Marcus se recostó en la silla.

"Esa es la persona que las ayudó a transferir tu dinero."

Me quedé mirando el papel.

Porque el nombre que aparecía allí lo cambiaba todo.

La persona que había ayudado a robar mi dinero...

Era alguien en quien había confiado durante años.

Alguien que me había mirado a los ojos y había fingido apoyarme.

Cerré la carpeta.

"¿Cuántas pruebas tenemos?"

Marcus me miró.

"Las suficientes para destruirlas."

Asentí.

"Bien."

Estudió mi rostro.

"David, ¿qué vas a hacer?"

Pensé en Gwen.

La mujer que me esperó.

La mujer que sufrió sola.

La mujer que todavía se preocupaba por mi ira en lugar de pensar en su propio dolor.

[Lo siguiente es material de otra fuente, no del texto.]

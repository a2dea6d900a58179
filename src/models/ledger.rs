//! Derived per-day and per-month report rows.
//! Nothing in here is persisted: ledgers are rebuilt from raw events.

use chrono::{NaiveDate, NaiveTime};
use serde::Serialize;

/// One computed row of a month ledger.
///
/// `overtime_minutes = net_minutes - target_minutes` for past days, where
/// `net_minutes = max(worked_minutes - pause_minutes, 0)`. Days after today
/// carry `target_minutes = 0` and `overtime_minutes = 0`.
#[derive(Debug, Clone, Serialize, PartialEq)]
pub struct DayLedgerRow {
    pub date: NaiveDate,
    pub worked_minutes: f64,
    pub start_time: Option<NaiveTime>,
    pub end_time: Option<NaiveTime>,
    pub pause_minutes: f64,
    pub break_minutes: f64,
    pub net_minutes: f64,
    pub target_minutes: f64,
    pub overtime_minutes: f64,
    pub free_day: bool,
}

/// Full calendar-month ledger.
///
/// An empty `rows` vector means "no events logged this month"; it is not the
/// same thing as a month of zero-valued rows.
#[derive(Debug, Clone, Serialize, PartialEq)]
pub struct MonthLedger {
    pub year: i32,
    pub month: u32,
    pub rows: Vec<DayLedgerRow>,
    pub content_hash: String,
    pub schedule_version: u32,
}

impl MonthLedger {
    pub fn empty(year: i32, month: u32, content_hash: String, schedule_version: u32) -> Self {
        Self {
            year,
            month,
            rows: Vec::new(),
            content_hash,
            schedule_version,
        }
    }

    pub fn is_empty(&self) -> bool {
        self.rows.is_empty()
    }

    pub fn row(&self, date: NaiveDate) -> Option<&DayLedgerRow> {
        self.rows.iter().find(|r| r.date == date)
    }

    pub fn total_worked(&self) -> f64 {
        round2(self.rows.iter().map(|r| r.worked_minutes).sum())
    }

    pub fn total_pause(&self) -> f64 {
        round2(self.rows.iter().map(|r| r.pause_minutes).sum())
    }

    pub fn total_net(&self) -> f64 {
        round2(self.rows.iter().map(|r| r.net_minutes).sum())
    }

    pub fn total_target(&self) -> f64 {
        round2(self.rows.iter().map(|r| r.target_minutes).sum())
    }

    pub fn total_overtime(&self) -> f64 {
        round2(self.rows.iter().map(|r| r.overtime_minutes).sum())
    }

    pub fn summary(&self) -> MonthSummary {
        MonthSummary {
            year: self.year,
            month: self.month,
            worked_minutes: self.total_worked(),
            pause_minutes: self.total_pause(),
            net_minutes: self.total_net(),
            target_minutes: self.total_target(),
            overtime_minutes: self.total_overtime(),
        }
    }
}

/// Month totals, one row per month in a year report.
#[derive(Debug, Clone, Serialize, PartialEq)]
pub struct MonthSummary {
    pub year: i32,
    pub month: u32,
    pub worked_minutes: f64,
    pub pause_minutes: f64,
    pub net_minutes: f64,
    pub target_minutes: f64,
    pub overtime_minutes: f64,
}

/// Round to two decimals of a minute.
pub fn round2(value: f64) -> f64 {
    (value * 100.0).round() / 100.0
}
//! Secrets mounted as files

use super::{CredentialBundle, SecretStore};
use crate::error::{ProvisionError, Result};
use async_trait::async_trait;
use std::path::{Component, Path, PathBuf};
use tracing::debug;

/// Reads `<dir>/<id>` and parses it as YAML or JSON.
pub struct FileSecretStore {
    dir: PathBuf,
}

impl FileSecretStore {
    pub fn new(dir: impl Into<PathBuf>) -> Self {
        Self { dir: dir.into() }
    }

    fn path_for(&self, id: &str) -> Result<PathBuf> {
        let relative = Path::new(id);
        let plain = relative
            .components()
            .all(|c| matches!(c, Component::Normal(_)));
        if id.is_empty() || !plain {
            return Err(ProvisionError::secret(
                id,
                "identifier must be a relative path inside the secrets directory",
            ));
        }
        Ok(self.dir.join(relative))
    }
}

#[async_trait]
impl SecretStore for FileSecretStore {
    async fn fetch(&self, id: &str) -> Result<CredentialBundle> {
        let path = self.path_for(id)?;
        debug!(path = %path.display(), "Reading secret file");
        let raw = tokio::fs::read_to_string(&path)
            .await
            .map_err(|e| ProvisionError::secret(id, format!("{}: {}", path.display(), e)))?;
        CredentialBundle::from_yaml(id, &raw)
    }
}

#[cfg(test)]
mod tests {
    use super::*;
    use std::fs;

    fn scratch_dir(name: &str) -> PathBuf {
        let dir = std::env::temp_dir().join(format!(
            "gis-provisioner-{}-{}",
            name,
            std::process::id()
        ));
        fs::create_dir_all(dir.join("geo")).unwrap();
        dir
    }

    #[tokio::test]
    async fn test_reads_yaml_bundle() {
        let dir = scratch_dir("yaml");
        fs::write(
            dir.join("geo/read"),
            "username: read\npassword: \"p@ss\"\nport: 5432\n",
        )
        .unwrap();

        let bundle = FileSecretStore::new(&dir).fetch("geo/read").await.unwrap();
        assert_eq!(bundle.username, "read");
        assert_eq!(bundle.password, "p@ss");
        assert_eq!(bundle.port, Some(5432));

        fs::remove_dir_all(dir).ok();
    }

    #[tokio::test]
    async fn test_reads_json_bundle() {
        let dir = scratch_dir("json");
        fs::write(
            dir.join("geo/master"),
            r#"{"username":"postgres","password":"pw","host":"db","port":"5432","dbname":"postgres"}"#,
        )
        .unwrap();

        let bundle = FileSecretStore::new(&dir).fetch("geo/master").await.unwrap();
        assert_eq!(bundle.host.as_deref(), Some("db"));
        assert_eq!(bundle.database.as_deref(), Some("postgres"));

        fs::remove_dir_all(dir).ok();
    }

    #[tokio::test]
    async fn test_rejects_escaping_identifier() {
        let store = FileSecretStore::new("/run/secrets");
        assert!(store.fetch("../etc/passwd").await.is_err());
        assert!(store.fetch("/etc/passwd").await.is_err());
    }
}
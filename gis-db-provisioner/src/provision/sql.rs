//! SQL text for the provisioning sequence
//!
//! Identifiers are always passed through [`quote_ident`] and passwords through
//! [`quote_literal`]; DDL cannot take bind parameters, so this is the only way
//! values reach statement text. Catalog lookups use bind parameters instead.

/// Existence check for a database. Binds `$1` = database name.
pub const DATABASE_EXISTS: &str = "SELECT 1 FROM pg_database WHERE datname = $1";

/// Existence check for a role. Binds `$1` = role name.
pub const ROLE_EXISTS: &str = "SELECT 1 FROM pg_roles WHERE rolname = $1";

/// Tables, sequences and views in the given namespaces. Binds `$1` = text[].
///
/// Sequences sort last: an owned sequence follows its table when the table
/// changes owner, and reassigning it separately afterwards is harmless.
pub const CATALOG_OBJECTS: &str = "SELECT n.nspname::text, c.relname::text \
     FROM pg_class c JOIN pg_namespace n ON c.relnamespace = n.oid \
     WHERE n.nspname::text = ANY($1) AND c.relkind IN ('r', 'S', 'v') \
     ORDER BY c.relkind = 'S', n.nspname, c.relname";

/// Quote an identifier the way PostgreSQL's `quote_ident` does, always.
pub fn quote_ident(ident: &str) -> String {
    format!("\"{}\"", ident.replace('"', "\"\""))
}

/// Quote a string literal the way PostgreSQL's `quote_literal` does.
pub fn quote_literal(value: &str) -> String {
    let escaped = value.replace('\'', "''");
    if escaped.contains('\\') {
        format!("E'{}'", escaped.replace('\\', "\\\\"))
    } else {
        format!("'{}'", escaped)
    }
}

/// `schema.name` with both parts quoted.
pub fn qualified(schema: &str, name: &str) -> String {
    format!("{}.{}", quote_ident(schema), quote_ident(name))
}

pub fn create_database(database: &str) -> String {
    format!("CREATE DATABASE {}", quote_ident(database))
}

pub fn create_schema(schema: &str) -> String {
    format!("CREATE SCHEMA IF NOT EXISTS {}", quote_ident(schema))
}

/// Make unqualified names resolve to the target schema before `public`.
pub fn set_search_path(database: &str, schema: &str) -> String {
    format!(
        "ALTER DATABASE {} SET search_path = {}, public",
        quote_ident(database),
        quote_ident(schema)
    )
}

/// Contains the password. Never log the result.
pub fn create_login_role(role: &str, password: &str) -> String {
    format!(
        "CREATE ROLE {} WITH LOGIN PASSWORD {}",
        quote_ident(role),
        quote_literal(password)
    )
}

pub fn grant_membership(group: &str, member: &str) -> String {
    format!("GRANT {} TO {}", quote_ident(group), quote_ident(member))
}

/// Tables later created by `owner` in `schema` become selectable by `reader`.
pub fn default_select_for_owner(owner: &str, schema: &str, reader: &str) -> String {
    format!(
        "ALTER DEFAULT PRIVILEGES FOR ROLE {} IN SCHEMA {} GRANT SELECT ON TABLES TO {}",
        quote_ident(owner),
        quote_ident(schema),
        quote_ident(reader)
    )
}

pub fn create_extension(extension: &str) -> String {
    format!("CREATE EXTENSION IF NOT EXISTS {}", quote_ident(extension))
}

/// `ALTER TABLE` also covers sequences and views.
pub fn alter_owner(schema: &str, relation: &str, owner: &str) -> String {
    format!(
        "ALTER TABLE {} OWNER TO {}",
        qualified(schema, relation),
        quote_ident(owner)
    )
}

#[cfg(test)]
mod tests {
    use super::*;

    #[test]
    fn test_quote_ident_doubles_quotes() {
        assert_eq!(quote_ident("geo"), "\"geo\"");
        assert_eq!(quote_ident("we\"ird"), "\"we\"\"ird\"");
    }

    #[test]
    fn test_quote_literal_escapes() {
        assert_eq!(quote_literal("s3cret"), "'s3cret'");
        assert_eq!(quote_literal("it's"), "'it''s'");
        assert_eq!(quote_literal("a\\b'c"), "E'a\\\\b''c'");
    }

    #[test]
    fn test_injection_stays_inside_identifier() {
        let stmt = create_schema("geo\"; DROP DATABASE postgres; --");
        assert_eq!(
            stmt,
            "CREATE SCHEMA IF NOT EXISTS \"geo\"\"; DROP DATABASE postgres; --\""
        );
    }

    #[test]
    fn test_search_path_prefers_schema() {
        assert_eq!(
            set_search_path("geo_db", "geo"),
            "ALTER DATABASE \"geo_db\" SET search_path = \"geo\", public"
        );
    }

    #[test]
    fn test_alter_owner_qualifies_relation() {
        assert_eq!(
            alter_owner("topology", "layer", "gis_admin"),
            "ALTER TABLE \"topology\".\"layer\" OWNER TO \"gis_admin\""
        );
    }

    #[test]
    fn test_create_login_role() {
        assert_eq!(
            create_login_role("read", "p'w"),
            "CREATE ROLE \"read\" WITH LOGIN PASSWORD 'p''w'"
        );
    }
}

Luego pensé en Margaret y Paige.

Las personas que creían haber ganado.

Respondí en voz baja:

"Voy a dejar que crean que ganaron."

Marcus levantó una ceja.

"¿Y después?"

Miré por la ventana.

"Después voy a recuperar todo lo que le robaron a mi esposa."

Una pequeña sonrisa apareció en mi rostro.

No era una sonrisa feliz.

Era una sonrisa decidida.

Porque la guerra no había terminado.

Solo había cambiado de lugar.

Y esta vez...

El campo de batalla era mi propia casa.


Aquella noche, cuando regresé a la mansión, Margaret me recibió con una sonrisa.

Pero antes de entrar, mi teléfono recibió otro mensaje.

Una fotografía adjunta.

La abrí.

Y todo mi cuerpo se quedó inmóvil.

Era una foto tomada meses atrás.

Una fotografía de Gwen.

Tomada dentro de mi propia casa.

Con una fecha.

Y debajo había un mensaje:

"David, esto demuestra que tu esposa no era solo una víctima. La estaban vigilando."

Me quedé mirando la pantalla.

Porque ahora tenía una pregunta aterradora.

Si estaban vigilando a Gwen...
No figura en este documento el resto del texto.